In Europe, generics manufacturers are likely to benefit from harmonization of regulations and rationalization of new product launches. The second largest market at $11.95 billion, Europe (comprising both Western and Eastern Europe) is poised to generate nearly $21.20 billion in generics and biogenerics sales by 2010.

With most European healthcare being government funded, payers are particularly responsive to cost issues.

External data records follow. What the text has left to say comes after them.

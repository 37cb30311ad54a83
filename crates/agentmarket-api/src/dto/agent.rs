//! Agent DTOs

use agentmarket_db::{DbAgent, DbTransaction};
use chrono::{DateTime, Utc};
use serde::{Deserialize, Serialize};
use utoipa::{IntoParams, ToSchema};
use validator::Validate;

use super::common::{validate_agent_type, validate_amount};
use super::transaction::TransactionDto;

/// Register agent request
#[derive(Debug, Clone, Deserialize, Serialize, Validate, ToSchema)]
#[serde(rename_all = "camelCase")]
pub struct RegisterAgentRequest {
    /// On-chain agent id assigned by the marketplace contract
    #[validate(range(min = 0, message = "must be a non-negative integer"))]
    pub contract_id: i64,
    /// Owner wallet address
    #[validate(length(min = 1, max = 128, message = "must be 1-128 characters"))]
    pub owner: String,
    #[validate(length(min = 1, max = 100, message = "must be 1-100 characters"))]
    pub name: String,
    #[validate(length(min = 1, max = 2000, message = "must be 1-2000 characters"))]
    pub description: String,
    /// `code`, `seo`, `content` or `data`
    #[validate(custom(function = "validate_agent_type"))]
    pub agent_type: String,
    /// Price per run in the chain's native unit, as a decimal string
    #[validate(custom(function = "validate_amount"))]
    pub price: String,
    #[serde(default)]
    #[schema(value_type = Option<Object>)]
    pub metadata: Option<serde_json::Map<String, serde_json::Value>>,
}

/// Run agent request
#[derive(Debug, Clone, Deserialize, Serialize, Validate, ToSchema)]
#[serde(rename_all = "camelCase")]
pub struct RunAgentRequest {
    /// Selects the system prompt; unknown values yield a failure result
    pub agent_type: String,
    #[validate(length(min = 10, max = 10000, message = "must be 10-10000 characters"))]
    pub prompt: String,
    /// Catalog agent to record the run against
    #[serde(default)]
    pub agent_id: Option<String>,
    /// Paying wallet
    #[serde(default)]
    #[validate(length(min = 1, max = 128, message = "must be 1-128 characters"))]
    pub buyer: Option<String>,
    /// Payment transaction hash
    #[serde(default)]
    #[validate(length(min = 1, max = 128, message = "must be 1-128 characters"))]
    pub tx_hash: Option<String>,
    /// Amount paid, decimal string
    #[serde(default)]
    pub amount: Option<String>,
}

/// Rate agent request
#[derive(Debug, Clone, Deserialize, Serialize, Validate, ToSchema)]
pub struct RateAgentRequest {
    #[validate(range(min = 1.0, max = 5.0, message = "must be between 1 and 5"))]
    pub rating: f64,
}

/// Listing filter
#[derive(Debug, Clone, Default, Deserialize, IntoParams)]
pub struct ListAgentsQuery {
    /// Agent type
    #[serde(rename = "type")]
    pub agent_type: Option<String>,
    /// Owner address (case-insensitive)
    pub owner: Option<String>,
}

/// Agent record
#[derive(Debug, Clone, Serialize, Deserialize, ToSchema)]
#[serde(rename_all = "camelCase")]
pub struct AgentDto {
    pub id: String,
    pub contract_id: i64,
    pub owner: String,
    pub name: String,
    pub description: String,
    pub agent_type: String,
    pub price: String,
    #[schema(value_type = Object)]
    pub metadata: serde_json::Value,
    pub active: bool,
    pub earnings: String,
    pub total_sales: i64,
    pub rating: f64,
    pub rating_count: i64,
    pub created_at: DateTime<Utc>,
    pub updated_at: DateTime<Utc>,
}

impl From<DbAgent> for AgentDto {
    fn from(agent: DbAgent) -> Self {
        Self {
            id: agent.id,
            contract_id: agent.contract_id,
            owner: agent.owner,
            name: agent.name,
            description: agent.description,
            agent_type: agent.agent_type,
            price: agent.price,
            metadata: agent.metadata.0,
            active: agent.active,
            earnings: agent.earnings,
            total_sales: agent.total_sales,
            rating: agent.rating,
            rating_count: agent.rating_count,
            created_at: agent.created_at,
            updated_at: agent.updated_at,
        }
    }
}

/// Agent with its most recent transactions
#[derive(Debug, Clone, Serialize, Deserialize, ToSchema)]
pub struct AgentDetail {
    #[serde(flatten)]
    pub agent: AgentDto,
    pub transactions: Vec<TransactionDto>,
}

impl AgentDetail {
    pub fn new(agent: DbAgent, transactions: Vec<DbTransaction>) -> Self {
        Self {
            agent: agent.into(),
            transactions: transactions.into_iter().map(Into::into).collect(),
        }
    }
}

#[derive(Debug, Clone, Serialize, Deserialize, ToSchema)]
pub struct AgentResponse {
    pub success: bool,
    pub agent: AgentDto,
}

#[derive(Debug, Clone, Serialize, Deserialize, ToSchema)]
pub struct AgentListResponse {
    pub success: bool,
    pub agents: Vec<AgentDto>,
    pub count: usize,
}

#[derive(Debug, Clone, Serialize, Deserialize, ToSchema)]
#[serde(rename_all = "camelCase")]
pub struct RatingResponse {
    pub success: bool,
    pub rating: f64,
    pub rating_count: i64,
}

#[cfg(test)]
mod tests {
    use super::*;
    use serde_json::json;

    fn register(value: serde_json::Value) -> RegisterAgentRequest {
        serde_json::from_value(value).unwrap()
    }

    #[test]
    fn test_register_validation() {
        let ok = register(json!({
            "contractId": 3,
            "owner": "0xAbC",
            "name": "Reviewer",
            "description": "Reviews Rust",
            "agentType": "code",
            "price": "0.01"
        }));
        assert!(ok.validate().is_ok());

        let bad = register(json!({
            "contractId": -1,
            "owner": "",
            "name": "Reviewer",
            "description": "Reviews Rust",
            "agentType": "legal",
            "price": "free"
        }));
        let errors = bad.validate().unwrap_err();
        let fields = errors.field_errors();
        assert!(fields.contains_key("contract_id"));
        assert!(fields.contains_key("owner"));
        assert!(fields.contains_key("agent_type"));
        assert!(fields.contains_key("price"));
        assert!(!fields.contains_key("name"));
    }

    #[test]
    fn test_run_prompt_bounds() {
        let short: RunAgentRequest =
            serde_json::from_value(json!({"agentType": "code", "prompt": "too short"})).unwrap();
        assert!(short.validate().is_err());

        let ok: RunAgentRequest =
            serde_json::from_value(json!({"agentType": "anything", "prompt": "long enough prompt"}))
                .unwrap();
        assert!(ok.validate().is_ok());
    }

    #[test]
    fn test_rating_bounds() {
        assert!(RateAgentRequest { rating: 1.0 }.validate().is_ok());
        assert!(RateAgentRequest { rating: 5.0 }.validate().is_ok());
        assert!(RateAgentRequest { rating: 0.5 }.validate().is_err());
        assert!(RateAgentRequest { rating: 5.1 }.validate().is_err());
    }
}
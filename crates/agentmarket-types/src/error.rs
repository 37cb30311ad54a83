//! Error types for domain parsing

use thiserror::Error;

/// Errors raised while parsing or validating domain values
#[derive(Debug, Clone, PartialEq, Error)]
pub enum TypesError {
    #[error("Invalid agent type: {0}")]
    InvalidAgentType(String),

    #[error("Invalid transaction status: {0}")]
    InvalidTransactionStatus(String),

    #[error("Invalid amount: {0}")]
    InvalidAmount(String),

    #[error("Rating must be between {min} and {max}, got {value}")]
    RatingOutOfRange { value: String, min: f64, max: f64 },
}

/// Result type for domain parsing
pub type TypesResult<T> = Result<T, TypesError>;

Reflective of this, the number of generic and/or biogeneric prescriptions is expected to almost double from current estimates to 684.1 million by 2010, translating to cost savings of nearly $40.39 billion.

Despite its large population, the $5.48 billion Asian generics and biogenerics market is less than half the size of its European counterpart, with the ROW regional market even smaller at an estimated $4.14 billion.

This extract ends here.